● Problem details: Nothing in the entries may differ when you return them.

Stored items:
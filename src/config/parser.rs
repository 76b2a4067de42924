// src/config/parser.rs
//
// Text form of feature descriptions, one feature per line:
//
//   MFCC [Window(length=512, step=256), RDFT, SpectralEnergy, FilterBank(squared=true), Log, DCT]
//   WPP[Window(length=512, type=rectangular), Energy]
//
// Blank lines and lines starting with '#' are skipped.

use std::collections::BTreeMap;

use super::description::{FeatureSpec, StageSpec};
use crate::error::{Error, Result};

/// Parse a whole description, reporting 1-based line numbers on error
pub fn parse_description(text: &str) -> Result<Vec<FeatureSpec>> {
    let mut features = Vec::new();
    for (index, line) in text.lines().enumerate() {
        let trimmed = line.trim();
        if trimmed.is_empty() || trimmed.starts_with('#') {
            continue;
        }
        features.push(parse_feature(trimmed, index + 1)?);
    }
    Ok(features)
}

/// Parse a single `NAME[stages]` line
pub fn parse_feature(line: &str, line_no: usize) -> Result<FeatureSpec> {
    let fail = |reason: String| Error::Description { line: line_no, reason };

    let line = line.trim();
    let open = line
        .find('[')
        .ok_or_else(|| fail(format!("expected NAME[...], got \"{}\"", line)))?;
    let name = line[..open].trim();
    if !is_identifier(name) {
        return Err(fail(format!("invalid feature name \"{}\"", name)));
    }
    let body = line[open + 1..]
        .strip_suffix(']')
        .ok_or_else(|| fail(format!("feature \"{}\" is missing the closing ']'", name)))?;

    let mut stages = Vec::new();
    if !body.trim().is_empty() {
        for part in split_top_level(body).map_err(&fail)? {
            stages.push(parse_stage(part).map_err(&fail)?);
        }
    }
    Ok(FeatureSpec::new(name, stages))
}

fn parse_stage(text: &str) -> std::result::Result<StageSpec, String> {
    let text = text.trim();
    let (name, params) = match text.find('(') {
        None => (text, ""),
        Some(open) => {
            let inner = text[open + 1..]
                .strip_suffix(')')
                .ok_or_else(|| format!("stage \"{}\" is missing the closing ')'", text))?;
            (text[..open].trim(), inner)
        }
    };
    if name.is_empty() {
        return Err("empty stage name".to_string());
    }
    if !is_identifier(name) {
        return Err(format!("invalid stage name \"{}\"", name));
    }

    let mut parameters = BTreeMap::new();
    if !params.trim().is_empty() {
        for pair in params.split(',') {
            let (key, value) = pair
                .split_once('=')
                .ok_or_else(|| format!("{}: expected key=value, got \"{}\"", name, pair.trim()))?;
            let key = key.trim();
            if key.is_empty() {
                return Err(format!("{}: empty parameter name", name));
            }
            if parameters
                .insert(key.to_string(), value.trim().to_string())
                .is_some()
            {
                return Err(format!("{}: parameter \"{}\" given twice", name, key));
            }
        }
    }
    Ok(StageSpec::with_parameters(name, parameters))
}

/// Split on commas outside parentheses
fn split_top_level(body: &str) -> std::result::Result<Vec<&str>, String> {
    let mut parts = Vec::new();
    let mut depth = 0i32;
    let mut start = 0;
    for (i, c) in body.char_indices() {
        match c {
            '(' => depth += 1,
            ')' => {
                depth -= 1;
                if depth < 0 {
                    return Err("unbalanced ')'".to_string());
                }
            }
            ',' if depth == 0 => {
                parts.push(&body[start..i]);
                start = i + 1;
            }
            _ => {}
        }
    }
    if depth != 0 {
        return Err("unbalanced '('".to_string());
    }
    parts.push(&body[start..]);
    if parts.iter().any(|p| p.trim().is_empty()) {
        return Err("empty stage in list".to_string());
    }
    Ok(parts)
}

fn is_identifier(s: &str) -> bool {
    !s.is_empty() && s.chars().all(|c| c.is_ascii_alphanumeric() || c == '_' || c == '-')
}

#[cfg(test)]
mod tests {
    use super::*;

    #[test]
    fn test_parse_description() {
        let text = "\
# speech features
MFCC[Window(length=25, step=10), DFT, MelFreq(size=16), Log10, DCT(engine=Kiss)]
PLP[Window(length=25, step=10), IntensityLoudness(direction=i2l), IDFT, AutoRegressiveAnalysis(), LPCtoCC]

SBC [Window(length = 32), RDFT]
WPP[Window(length=512, type=rectangular), DWPT, SubbandEnergy, Log, DWPT(order=4, tree=1 2 3 3)]
";
        let features = parse_description(text).unwrap();
        assert_eq!(features.len(), 4);

        let plp = &features[1];
        assert_eq!(plp.name(), "PLP");
        let names: Vec<_> = plp.stages().iter().map(|s| s.name()).collect();
        assert_eq!(
            names,
            vec!["Window", "IntensityLoudness", "IDFT", "AutoRegressiveAnalysis", "LPCtoCC"]
        );
        assert_eq!(plp.stages()[1].parameters()["direction"], "i2l");
        assert!(plp.stages()[3].parameters().is_empty());

        let sbc = &features[2];
        assert_eq!(sbc.name(), "SBC");
        assert_eq!(sbc.stages()[0].parameters()["length"], "32");

        let wpp = &features[3];
        assert_eq!(wpp.stages()[4].parameters()["tree"], "1 2 3 3");
        assert_eq!(wpp.stages()[4].parameters()["order"], "4");
    }

    #[test]
    fn test_errors_report_line() {
        let err = parse_description("A[Window(length=4)]\nB[Window(length=4]").unwrap_err();
        assert!(matches!(err, Error::Description { line: 2, .. }));

        for bad in [
            "A Window",
            "[Window]",
            "A[Window, , RDFT]",
            "A[Window(length)]",
            "A[Window(length=1, length=2)]",
            "A[(length=1)]",
            "A[Window))]",
        ] {
            assert!(parse_feature(bad, 1).is_err(), "accepted {}", bad);
        }
    }

    #[test]
    fn test_empty_body_is_featureless() {
        let feature = parse_feature("Empty[]", 1).unwrap();
        assert!(feature.stages().is_empty());
    }
}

● Exercise result:
filename src/config/parser.rs
repository 76b2a4067de42924
// src/config/parser.rs
//
// Text form of feature descriptions, one feature per line:
//
//   MFCC [Window(length=512, step=256), RDFT, SpectralEnergy, FilterBank(squared=true), Log, DCT]
//   WPP[Window(length=512, type=rectangular), Energy]
//
// Blank lines and lines starting with '#' are skipped.

use std::collections::BTreeMap;

use super::description::{FeatureSpec, StageSpec};
use crate::error::{Error, Result};

/// Parse a whole description, reporting 1-based line numbers on error
pub fn parse_description(text: &str) -> Result<Vec<FeatureSpec>> {
    let mut features = Vec::new();
    for (index, line) in text.lines().enumerate() {
        let trimmed = line.trim();
        if trimmed.is_empty() || trimmed.starts_with('#') {
            continue;
        }
        features.push(parse_feature(trimmed, index + 1)?);
    }
    Ok(features)
}

/// Parse a single `NAME[stages]` line
pub fn parse_feature(line: &str, line_no: usize) -> Result<FeatureSpec> {
    let fail = |reason: String| Error::Description { line: line_no, reason };

    let line = line.trim();
    let open = line
        .find('[')
        .ok_or_else(|| fail(format!("expected NAME[...], got \"{}\"", line)))?;
    let name = line[..open].trim();
    if !is_identifier(name) {
        return Err(fail(format!("invalid feature name \"{}\"", name)));
    }
    let body = line[open + 1..]
        .strip_suffix(']')
        .ok_or_else(|| fail(format!("feature \"{}\" is missing the closing ']'", name)))?;

    let mut stages = Vec::new();
    if !body.trim().is_empty() {
        for part in split_top_level(body).map_err(&fail)? {
            stages.push(parse_stage(part).map_err(&fail)?);
        }
    }
    Ok(FeatureSpec::new(name, stages))
}

fn parse_stage(text: &str) -> std::result::Result<StageSpec, String> {
    let text = text.trim();
    let (name, params) = match text.find('(') {
        None => (text, ""),
        Some(open) => {
            let inner = text[open + 1..]
                .strip_suffix(')')
                .ok_or_else(|| format!("stage \"{}\" is missing the closing ')'", text))?;
            (text[..open].trim(), inner)
        }
    };
    if name.is_empty() {
        return Err("empty stage name".to_string());
    }
    if !is_identifier(name) {
        return Err(format!("invalid stage name \"{}\"", name));
    }

    let mut parameters = BTreeMap::new();
    if !params.trim().is_empty() {
        for pair in params.split(',') {
            let (key, value) = pair
                .split_once('=')
                .ok_or_else(|| format!("{}: expected key=value, got \"{}\"", name, pair.trim()))?;
            let key = key.trim();
            if key.is_empty() {
                return Err(format!("{}: empty parameter name", name));
            }
            if parameters
                .insert(key.to_string(), value.trim().to_string())
                .is_some()
            {
                return Err(format!("{}: parameter \"{}\" given twice", name, key));
            }
        }
    }
    Ok(StageSpec::with_parameters(name, parameters))
}

/// Split on commas outside parentheses
fn split_top_level(body: &str) -> std::result::Result<Vec<&str>, String> {
    let mut parts = Vec::new();
    let mut depth = 0i32;
    let mut start = 0;
    for (i, c) in body.char_indices() {
        match c {
            '(' => depth += 1,
            ')' => {
                depth -= 1;
                if depth < 0 {
                    return Err("unbalanced ')'".to_string());
                }
            }
            ',' if depth == 0 => {
                parts.push(&body[start..i]);
                start = i + 1;
            }
            _ => {}
        }
    }
    if depth != 0 {
        return Err("unbalanced '('".to_string());
    }
    parts.push(&body[start..]);
    if parts.iter().any(|p| p.trim().is_empty()) {
        return Err("empty stage in list".to_string());
    }
    Ok(parts)
}

fn is_identifier(s: &str) -> bool {
    !s.is_empty() && s.chars().all(|c| c.is_ascii_alphanumeric() || c == '_' || c == '-')
}

#[cfg(test)]
mod tests {
    use super::*;

    #[test]
    fn test_parse_description() {
        let text = "\
# speech features
MFCC[Window(length=25, step=10), DFT, MelFreq(size=16), Log10, DCT(engine=Kiss)]
PLP[Window(length=25, step=10), IntensityLoudness(direction=i2l), IDFT, AutoRegressiveAnalysis(), LPCtoCC]

SBC [Window(length = 32), RDFT]
WPP[Window(length=512, type=rectangular), DWPT, SubbandEnergy, Log, DWPT(order=4, tree=1 2 3 3)]
";
        let features = parse_description(text).unwrap();
        assert_eq!(features.len(), 4);

        let plp = &features[1];
        assert_eq!(plp.name(), "PLP");
        let names: Vec<_> = plp.stages().iter().map(|s| s.name()).collect();
        assert_eq!(
            names,
            vec!["Window", "IntensityLoudness", "IDFT", "AutoRegressiveAnalysis", "LPCtoCC"]
        );
        assert_eq!(plp.stages()[1].parameters()["direction"], "i2l");
        assert!(plp.stages()[3].parameters().is_empty());

        let sbc = &features[2];
        assert_eq!(sbc.name(), "SBC");
        assert_eq!(sbc.stages()[0].parameters()["length"], "32");

        let wpp = &features[3];
        assert_eq!(wpp.stages()[4].parameters()["tree"], "1 2 3 3");
        assert_eq!(wpp.stages()[4].parameters()["order"], "4");
    }

    #[test]
    fn test_errors_report_line() {
        let err = parse_description("A[Window(length=4)]\nB[Window(length=4]").unwrap_err();
        assert!(matches!(err, Error::Description { line: 2, .. }));

        for bad in [
            "A Window",
            "[Window]",
            "A[Window, , RDFT]",
            "A[Window(length)]",
            "A[Window(length=1, length=2)]",
            "A[(length=1)]",
            "A[Window))]",
        ] {
            assert!(parse_feature(bad, 1).is_err(), "accepted {}", bad);
        }
    }

    #[test]
    fn test_empty_body_is_featureless() {
        let feature = parse_feature("Empty[]", 1).unwrap();
        assert!(feature.stages().is_empty());
    }
}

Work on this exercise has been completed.